Who is to blame for the steady disintegration of stability in Iraq? Democrats have long faulted the Bush administration for mistakes and mismanagement. The Iraq issue has become a liability for the president, as Democrats try to capitalize on recent developments on the eve of the Novermber election.

Insider journalist Bob Woodward’s new book “State of Denial,” published Monday, has set off a firestorm of criticism about the Bush administration’s initial unwillingness to face the realities of the Iraq war. It also has prompted prominent professors to question the positive spin put on the quickly-building stream of bad news that emerged from the country as the insurgency flared up.

“I don’t want anyone in the cabinet to say it is an insurgency. I don’t think we are there yet,” Woodward quotes Bush as saying in late 2003.

The book provides ammunition in the war over how Iraq should be handled.

“There is no doubt in my mind that the title of the book is right on the mark,” said Prof. Larry Diamond, a Hoover Fellow, who served as an advisor to the Coalition Provisional Authority in 2004. “We’ve never had enough troops and we’ve never dealt adequately with the insurgency...the administration has rejected most advice it’s been given.”

Political Science Prof. James Fearon also thinks that the president has a great deal to answer for.

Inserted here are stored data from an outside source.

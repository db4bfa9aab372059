//! History backend contract and an in-memory backend.

use std::cell::RefCell;
use std::rc::Rc;

use waypoint_core::{Dispose, Scheduler, Signal, signal};

use crate::location::{Location, parse};

/// The navigation primitive the router drives.
///
/// `push`/`replace` return immediately; the new location reaches listeners
/// later, when the backend commits it.
pub trait History: 'static {
    fn location(&self) -> Location;
    fn push(&self, url: &str);
    fn replace(&self, url: &str);
    /// Register a change listener. Running the returned guard unregisters it.
    fn listen(&self, listener: Box<dyn Fn(&Location)>) -> Dispose;
}

#[derive(Clone, Debug, PartialEq, Eq)]
pub enum HistoryCall {
    Push(String),
    Replace(String),
}

/// History kept in memory. Commits run on the next [`Scheduler::tick`].
#[derive(Clone)]
pub struct MemoryHistory {
    inner: Rc<MemoryInner>,
}

struct MemoryInner {
    scheduler: Scheduler,
    entries: RefCell<Vec<Location>>,
    calls: RefCell<Vec<HistoryCall>>,
    current: Signal<Location>,
}

impl MemoryHistory {
    pub fn new(scheduler: &Scheduler, initial_url: &str) -> Self {
        let initial = parse(initial_url);
        Self {
            inner: Rc::new(MemoryInner {
                scheduler: scheduler.clone(),
                entries: RefCell::new(vec![initial.clone()]),
                calls: RefCell::new(Vec::new()),
                current: signal(initial),
            }),
        }
    }

    /// Every push/replace received so far, in call order.
    pub fn calls(&self) -> Vec<HistoryCall> {
        self.inner.calls.borrow().clone()
    }

    /// URLs passed to `push`, in call order.
    pub fn pushed(&self) -> Vec<String> {
        self.inner
            .calls
            .borrow()
            .iter()
            .filter_map(|c| match c {
                HistoryCall::Push(url) => Some(url.clone()),
                HistoryCall::Replace(_) => None,
            })
            .collect()
    }

    /// Number of committed entries.
    pub fn len(&self) -> usize {
        self.inner.entries.borrow().len()
    }

    pub fn is_empty(&self) -> bool {
        self.len() == 0
    }

    pub fn listener_count(&self) -> usize {
        self.inner.current.subscriber_count()
    }

    fn commit(&self, location: Location, replace: bool) {
        let weak = Rc::downgrade(&self.inner);
        self.inner.scheduler.schedule(move || {
            let Some(inner) = weak.upgrade() else {
                return;
            };
            {
                let mut entries = inner.entries.borrow_mut();
                if replace {
                    entries.pop();
                }
                entries.push(location.clone());
            }
            log::debug!("history: committed {location}");
            inner.current.set(location);
        });
    }
}

impl History for MemoryHistory {
    fn location(&self) -> Location {
        self.inner.current.get()
    }

    fn push(&self, url: &str) {
        self.inner
            .calls
            .borrow_mut()
            .push(HistoryCall::Push(url.to_string()));
        self.commit(parse(url), false);
    }

    fn replace(&self, url: &str) {
        self.inner
            .calls
            .borrow_mut()
            .push(HistoryCall::Replace(url.to_string()));
        self.commit(parse(url), true);
    }

    fn listen(&self, listener: Box<dyn Fn(&Location)>) -> Dispose {
        let id = self.inner.current.subscribe(listener);
        let weak = Rc::downgrade(&self.inner);
        Dispose::new(move || {
            if let Some(inner) = weak.upgrade() {
                inner.current.unsubscribe(id);
            }
        })
    }
}

#[cfg(test)]
mod tests {
    use super::*;
    use std::cell::Cell;

    #[test]
    fn test_push_commits_on_tick() {
        let scheduler = Scheduler::new();
        let history = MemoryHistory::new(&scheduler, "/a?x=1");
        let seen = Rc::new(RefCell::new(Vec::new()));
        let s = seen.clone();
        let _guard = history.listen(Box::new(move |loc| s.borrow_mut().push(loc.to_url())));

        history.push("/b#top");
        assert_eq!(history.location().to_url(), "/a?x=1");
        assert!(seen.borrow().is_empty());

        scheduler.tick();
        assert_eq!(history.location().to_url(), "/b#top");
        assert_eq!(*seen.borrow(), vec!["/b#top".to_string()]);
        assert_eq!(history.pushed(), vec!["/b#top".to_string()]);
        assert_eq!(history.len(), 2);
    }

    #[test]
    fn test_replace_keeps_length() {
        let scheduler = Scheduler::new();
        let history = MemoryHistory::new(&scheduler, "/a");
        history.replace("/b");
        scheduler.tick();
        assert_eq!(history.len(), 1);
        assert_eq!(history.calls(), vec![HistoryCall::Replace("/b".into())]);
        assert!(history.pushed().is_empty());
    }

    #[test]
    fn test_unlisten() {
        let scheduler = Scheduler::new();
        let history = MemoryHistory::new(&scheduler, "/");
        let hits = Rc::new(Cell::new(0));
        let h = hits.clone();
        let guard = history.listen(Box::new(move |_| h.set(h.get() + 1)));
        assert_eq!(history.listener_count(), 1);

        guard.run();
        assert_eq!(history.listener_count(), 0);
        history.push("/x");
        scheduler.tick();
        assert_eq!(hits.get(), 0);
    }
}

“I think the absence of serious and intelligent pre-war planning for the post-war is directly traceable to a failure of leadership and initiative by the President, and this lack of planning is partly responsible for the generally terrible state of post-war Iraq,” he told The Daily.

“The worst ‘decision,’ in my view, was the failure to take account of the fact that by decapitating Hussein’s regime, the U.S. invasion would be introducing anarchy, so that without a very large initial force presence and a clear and well worked out policy for setting up a new and legitimate Iraqi government, the chances of stability would be extremely low (instead of just low).”

The issue of whether Iraq is actually in deep trouble is no longer on the table, and voices of those like Donald Rumsfeld who contested negative media portrayals of the on -the-ground situation have died down.

Now, aside from asking who is to blame, the questions of “How bad is it?” and “What exactly should be done?” are crucial issues of discussion that may be lost in election year recriminations. Few offer positive outlooks.

Prof. David Abernethy, who published a book, “Global Dominance,” on the legacies of colonialism, sees the current struggles as a reflection of historical divisions in Iraq.

“It is not the failure of electoral democracy that poses a problem for Iraq today but rather its success. The current Government of National Unity reflects quite well a fractured society, and leaders are unable to curb sectarian violence because the main perpetrators of this violence are militias closely linked to political parties whose participation in government is deemed essential.”

“The government is sufficiently reflective of society that it cannot effectively govern society, and so dependent on militia-based political factions that it cannot disband the militias or coerce them to integrate into a disciplined national army and police force.”

While questions about what the U.S. could have done to better manage these divisions are interesting, they are proving less and less relevant. In Diamond’s view, there’s little hope for what has been called the “Bush Freedom Doctrine.”

“I don’t think there’s any question now of democracy in Iraq,” said Diamond, the author of the 2005-book “Squandered Victory: The American Occupation and the Bungled Effort to Bring Democracy to Iraq.”

“The question is if Iraq can be stabilized,” he said.

Fearon was one of several expert witnesses called to testify before Congress in a hearing on “Iraq’s Progress Toward Democracy” in the House Subcommittee on National Security on Sept. 15. He told Congress that, by almost any definition, Iraq is now in a civil war, and while immediate withdrawal of U.S. troops would be harmful, “simply staying the course” or even deploying more troops is not a productive option.

Iraqis are likely to continue suffering the violent consequences of a war they didn’t start and the aftermath of mistakes made by others. In the end, the solution may be their responsibility and out of U.S. control, Fearon said.

“We need to plan for the possibility that a democratic Iraq that can stand on its own is not going to take root while we’re there,” he testified. “This means planning to put ourselves in the best position to influence for the good the evolution of a civil conflict that only Iraqis have the power to end at this point.”